(What the task requires):
Could you please find each line in the records that contains the word "globals" and copy it?

§ §

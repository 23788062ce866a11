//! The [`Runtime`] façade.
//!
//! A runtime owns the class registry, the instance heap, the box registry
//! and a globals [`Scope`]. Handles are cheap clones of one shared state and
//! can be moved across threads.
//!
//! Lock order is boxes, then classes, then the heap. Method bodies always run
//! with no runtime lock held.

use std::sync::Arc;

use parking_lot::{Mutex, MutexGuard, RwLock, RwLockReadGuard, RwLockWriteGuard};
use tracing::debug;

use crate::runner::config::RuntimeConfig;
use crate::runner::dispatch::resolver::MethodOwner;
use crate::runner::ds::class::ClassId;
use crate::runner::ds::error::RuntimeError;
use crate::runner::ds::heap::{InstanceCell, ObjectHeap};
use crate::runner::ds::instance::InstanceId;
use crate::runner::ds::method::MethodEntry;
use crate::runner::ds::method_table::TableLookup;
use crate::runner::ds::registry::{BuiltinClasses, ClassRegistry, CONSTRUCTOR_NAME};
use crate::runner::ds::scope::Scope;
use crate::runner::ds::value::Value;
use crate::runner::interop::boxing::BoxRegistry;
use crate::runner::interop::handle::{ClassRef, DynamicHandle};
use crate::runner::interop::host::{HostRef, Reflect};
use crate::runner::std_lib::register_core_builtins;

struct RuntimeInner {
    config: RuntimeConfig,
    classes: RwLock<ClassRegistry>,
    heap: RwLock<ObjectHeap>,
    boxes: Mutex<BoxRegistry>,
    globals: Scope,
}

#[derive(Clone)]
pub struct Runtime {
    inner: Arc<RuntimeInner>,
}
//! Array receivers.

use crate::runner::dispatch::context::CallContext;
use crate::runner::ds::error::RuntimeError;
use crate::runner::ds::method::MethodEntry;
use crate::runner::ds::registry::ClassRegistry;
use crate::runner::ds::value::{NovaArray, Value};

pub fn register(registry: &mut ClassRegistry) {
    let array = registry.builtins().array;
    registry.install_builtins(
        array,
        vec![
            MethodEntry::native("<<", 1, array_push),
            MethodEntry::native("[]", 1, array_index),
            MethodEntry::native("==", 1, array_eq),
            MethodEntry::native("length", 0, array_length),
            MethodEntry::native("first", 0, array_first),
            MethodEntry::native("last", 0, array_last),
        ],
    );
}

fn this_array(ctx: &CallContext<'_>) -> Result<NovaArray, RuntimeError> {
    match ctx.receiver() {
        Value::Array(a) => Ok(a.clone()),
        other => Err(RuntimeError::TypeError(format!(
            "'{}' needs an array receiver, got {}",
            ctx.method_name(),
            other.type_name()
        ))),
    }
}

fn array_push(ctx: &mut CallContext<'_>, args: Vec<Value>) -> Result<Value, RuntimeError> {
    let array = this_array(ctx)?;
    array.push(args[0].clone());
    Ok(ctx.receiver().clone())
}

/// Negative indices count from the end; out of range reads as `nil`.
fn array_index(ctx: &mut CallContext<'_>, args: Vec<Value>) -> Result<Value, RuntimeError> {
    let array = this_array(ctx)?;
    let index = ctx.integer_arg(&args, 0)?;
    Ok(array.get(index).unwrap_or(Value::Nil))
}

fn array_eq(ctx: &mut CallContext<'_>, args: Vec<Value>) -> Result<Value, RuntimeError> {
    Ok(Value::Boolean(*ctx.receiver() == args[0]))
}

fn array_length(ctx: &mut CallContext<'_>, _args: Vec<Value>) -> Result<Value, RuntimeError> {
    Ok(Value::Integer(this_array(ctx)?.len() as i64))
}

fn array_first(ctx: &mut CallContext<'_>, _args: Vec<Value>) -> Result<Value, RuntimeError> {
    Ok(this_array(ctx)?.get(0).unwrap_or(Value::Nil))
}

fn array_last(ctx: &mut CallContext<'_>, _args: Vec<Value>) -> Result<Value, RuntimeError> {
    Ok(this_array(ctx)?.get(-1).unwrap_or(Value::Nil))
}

§ §

(Response below):
//! and a globals [`Scope`]. Handles are cheap clones of one shared state and
    globals: Scope,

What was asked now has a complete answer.